Working with time series data

The native R classes suitable for storing time series data include vector, matrix, data.frame, and ts objects. But the types of data that can be stored in these objects are narrow; furthermore, the methods provided by these representations are limited in scope. Luckily, there exist specialized objects that deal with more general representation of time series data: zoo, xts, or timeSeries objects, available from packages of the same name.

It is not necessary to create time series objects for every time series analysis problem, but more sophisticated analyses require time series objects. You could calculate the mean or variance of time series data represented as a vector in R, but if you want to perform a seasonal decomposition using decompose, you need to have the data stored in a time series object.

In the following examples, we assume you are working with zoo objects because we think it is one of the most widely used packages. Before we can use zoo objects, we need to install and load the zoo package (if you have already installed it, you only need to load it) using the following command:

> install.packages("zoo")
> library("zoo")

In order to familiarize ourselves with the available methods, we create a zoo object called aapl from the daily closing prices of Apple's stock, which are stored in the CSV file aapl.csv. Each line on the sheet contains a date and a closing price separated by a comma. The first line contains the column headings (Date and Close). The date is formatted according to the recommended primary standard notation of ISO 8601 (YYYY-MM-DD). The closing price is adjusted for stock splits, dividends, and related changes.

Tip

Downloading the example code

You can download the example code files for all Packt books you have purchased from your account at http://www.packtpub.com. If you purchased this book elsewhere, you can visit http://www.packtpub.com/support and register to have the files e-mailed directly to you.
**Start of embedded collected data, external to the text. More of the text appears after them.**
#![forbid(unsafe_code)]

//! Persistent Counter: portable core.
//!
//! Owns the message types that cross the core/shell boundary, their
//! protobuf wire format, and the byte-level `CoreBoundary` the shell calls.
//! The counter state machine in `app` is reached only through `Core`; the
//! shell only ever sees encoded frames.

/// Wire schema v1. Changing field numbers or tags requires v2.
pub const SCHEMA_VERSION: u32 = 1;

pub mod domain;
pub mod proto_types;
pub mod error;
pub mod codec;
pub mod app;
pub mod bridge;

pub use bridge::{Core, CoreBoundary};
pub use codec::{decode, encode, WireMessage};
pub use domain::{DatabaseOperation, DatabaseOutput, EffectRequest, Event, ViewModel};
pub use error::{CodecError, ProtocolError};
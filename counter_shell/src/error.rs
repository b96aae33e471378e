//! Shell-side error types.

use std::io;
use std::path::PathBuf;

use thiserror::Error;

use counter_core::{CodecError, ProtocolError};

use crate::config::ConfigError;

/// Failure of a storage collaborator.
///
/// Never fatal to the loop: the Database handler turns it into a
/// `DatabaseOutput::Failed` follow-up event.
#[derive(Debug, Error)]
pub enum StorageError {
    #[error("could not determine the local data directory")]
    NoDataDir,

    #[error("I/O error on '{path}': {source}")]
    Io {
        path: PathBuf,
        #[source]
        source: io::Error,
    },

    #[error("store '{path}' is corrupted: {reason}")]
    Corrupted { path: PathBuf, reason: String },

    #[error("failed to serialize store: {0}")]
    Serialize(#[from] serde_json::Error),

    #[error("store lock poisoned")]
    Poisoned,

    /// The backend refused the operation.
    #[error("{0}")]
    Rejected(String),
}

/// Everything that can abort a dispatch call or shell setup.
#[derive(Debug, Error)]
pub enum ShellError {
    #[error(transparent)]
    Codec(#[from] CodecError),

    #[error(transparent)]
    Protocol(#[from] ProtocolError),

    #[error(transparent)]
    Config(#[from] ConfigError),

    #[error(transparent)]
    Storage(#[from] StorageError),

    #[error("failed to start the effect runtime: {0}")]
    Runtime(#[source] io::Error),

    #[error("dispatch loop has shut down")]
    Closed,
}
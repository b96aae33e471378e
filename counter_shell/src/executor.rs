//! Effect Executor: one handler per effect-request variant.
//!
//! - `Render`:   re-pull the view through the boundary and publish it.
//! - `Database`: run the storage operation and turn its outcome, success
//!               or failure, into a `DatabaseResponse` follow-up event.
//!
//! In background mode storage operations are handed to a single ordered
//! worker on a tokio runtime, so they complete in the order the core asked
//! for them. Their outcomes come back through the loop's inbox; the core is
//! never touched from a worker thread.

use std::sync::Arc;
use std::time::Duration;

use tokio::runtime::Runtime;
use tokio::sync::mpsc::{self, UnboundedReceiver, UnboundedSender};
use tracing::{debug, warn};

use counter_core::{codec, CoreBoundary, DatabaseOperation, DatabaseOutput, EffectRequest, Event, ViewModel};

use crate::config::{EffectMode, EffectsConfig};
use crate::error::ShellError;
use crate::storage::CounterStore;
use crate::view::ViewCell;

/// What executing one request produced.
#[derive(Debug, Clone, PartialEq, Eq)]
pub enum Outcome {
    /// Nothing further to report.
    Completed,
    /// An event to issue once the current batch has drained.
    FollowUp(Event),
    /// Running in the background; completion arrives in the inbox.
    Pending(u64),
}

/// Messages delivered to the loop from outside its own call stack.
#[derive(Debug)]
pub(crate) enum Inbound {
    /// An event posted through a `ShellHandle`.
    Posted(Event),
    /// A background effect finished.
    Completed { ticket: u64, event: Event },
}

struct Job {
    ticket: u64,
    operation: DatabaseOperation,
}

enum Mode {
    Inline,
    Background {
        runtime: Runtime,
        jobs: UnboundedSender<Job>,
    },
}

pub struct EffectExecutor {
    store: Arc<dyn CounterStore>,
    counter: String,
    mode: Mode,
    next_ticket: u64,
}

impl EffectExecutor {
    pub(crate) fn new(
        store: Arc<dyn CounterStore>,
        counter: &str,
        config: &EffectsConfig,
        inbox: UnboundedSender<Inbound>,
    ) -> Result<Self, ShellError> {
        let mode = match config.mode {
            EffectMode::Inline => Mode::Inline,
            EffectMode::Background => {
                let runtime = tokio::runtime::Builder::new_multi_thread()
                    .worker_threads(config.worker_threads)
                    .thread_name("counter-effects")
                    .enable_time()
                    .build()
                    .map_err(ShellError::Runtime)?;
                let (jobs, queue) = mpsc::unbounded_channel();
                runtime.spawn(run_worker(queue, Arc::clone(&store), counter.to_string(), inbox));
                Mode::Background { runtime, jobs }
            }
        };

        Ok(Self {
            store,
            counter: counter.to_string(),
            mode,
            next_ticket: 0,
        })
    }

    /// Execute one request to completion (or hand it off, in background mode).
    pub(crate) fn execute<C: CoreBoundary>(
        &mut self,
        request: EffectRequest,
        core: &C,
        view: &mut ViewCell,
    ) -> Result<Outcome, ShellError> {
        match request {
            EffectRequest::Render => {
                let snapshot: ViewModel = codec::decode(&core.view())?;
                view.publish(snapshot);
                Ok(Outcome::Completed)
            }
            EffectRequest::Database(operation) => self.database(operation),
        }
    }

    fn database(&mut self, operation: DatabaseOperation) -> Result<Outcome, ShellError> {
        match &self.mode {
            Mode::Inline => {
                let output = run_operation(self.store.as_ref(), &self.counter, operation);
                Ok(Outcome::FollowUp(Event::DatabaseResponse(output)))
            }
            Mode::Background { jobs, .. } => {
                self.next_ticket += 1;
                let ticket = self.next_ticket;
                jobs.send(Job { ticket, operation })
                    .map_err(|_| ShellError::Closed)?;
                debug!(ticket, ?operation, "storage operation handed to worker");
                Ok(Outcome::Pending(ticket))
            }
        }
    }

    /// Block the loop thread for at most `timeout` waiting for one inbound
    /// message. Inline mode never has work in flight and only polls.
    pub(crate) fn wait(
        &self,
        inbox: &mut UnboundedReceiver<Inbound>,
        timeout: Duration,
    ) -> Option<Inbound> {
        match &self.mode {
            Mode::Inline => inbox.try_recv().ok(),
            // The timer must be created inside the runtime context.
            Mode::Background { runtime, .. } => runtime
                .block_on(async { tokio::time::timeout(timeout, inbox.recv()).await })
                .ok()
                .flatten(),
        }
    }
}

/// Run one storage operation and map its result onto `DatabaseOutput`.
///
/// Failures become `DatabaseOutput::Failed`, so the core decides what the
/// user sees.
pub fn run_operation(
    store: &dyn CounterStore,
    counter: &str,
    operation: DatabaseOperation,
) -> DatabaseOutput {
    let result = match operation {
        DatabaseOperation::FetchCounter => store.fetch(counter).map(DatabaseOutput::Counter),
        DatabaseOperation::UpdateCounter(value) => store
            .update(counter, value)
            .map(|()| DatabaseOutput::Succeeded),
    };
    result.unwrap_or_else(|err| {
        warn!(counter, ?operation, error = %err, "storage operation failed");
        DatabaseOutput::Failed(err.to_string())
    })
}

async fn run_worker(
    mut queue: UnboundedReceiver<Job>,
    store: Arc<dyn CounterStore>,
    counter: String,
    inbox: UnboundedSender<Inbound>,
) {
    while let Some(job) = queue.recv().await {
        let store = Arc::clone(&store);
        let name = counter.clone();
        let operation = job.operation;
        let output = match tokio::task::spawn_blocking(move || {
            run_operation(store.as_ref(), &name, operation)
        })
        .await
        {
            Ok(output) => output,
            Err(err) => DatabaseOutput::Failed(format!("storage task aborted: {}", err)),
        };

        let completed = Inbound::Completed {
            ticket: job.ticket,
            event: Event::DatabaseResponse(output),
        };
        if inbox.send(completed).is_err() {
            break;
        }
    }
}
We load the data from our current working directory using the following command:

> aapl<-read.zoo("aapl.csv",+ sep=",", header = TRUE, format = "%Y-%m-%d")

To get a first impression of the data, we plot the stock price chart and specify a title for the overall plot (using the main argument) and labels for the x and y axis (using xlab and ylab respectively).

> plot(aapl, main = "APPLE Closing Prices on NASDAQ",+ ylab = "Price (USD)", xlab = "Date")

We can extract the first or last part of the time series using the following commands:

> head(aapl)
2000-01-03 2000-01-04 2000-01-05 2000-01-06 2000-01-07 2000-01-10
 27.58 25.25 25.62 23.40 24.51 24.08
> tail(aapl)
2013-04-17 2013-04-18 2013-04-19 2013-04-22 2013-04-23 2013-04-24
 402.80 392.05 390.53 398.67 406.13 405.46

Apple's all-time high and the day on which it occurred can be found using the following command:

> aapl[which.max(aapl)]
2012-09-19
 694.86

When dealing with time series, one is normally more interested in returns instead of prices. This is because returns are usually stationary. So we will calculate simple returns or continuously compounded returns (in percentage terms).

> ret_simple <- diff(aapl) / lag(aapl, k = -1) * 100
> ret_cont <- diff(log(aapl)) * 100

Summary statistics about simple returns can also be obtained. We use the coredata method here to indicate that we are only interested in the stock prices and not the index (dates).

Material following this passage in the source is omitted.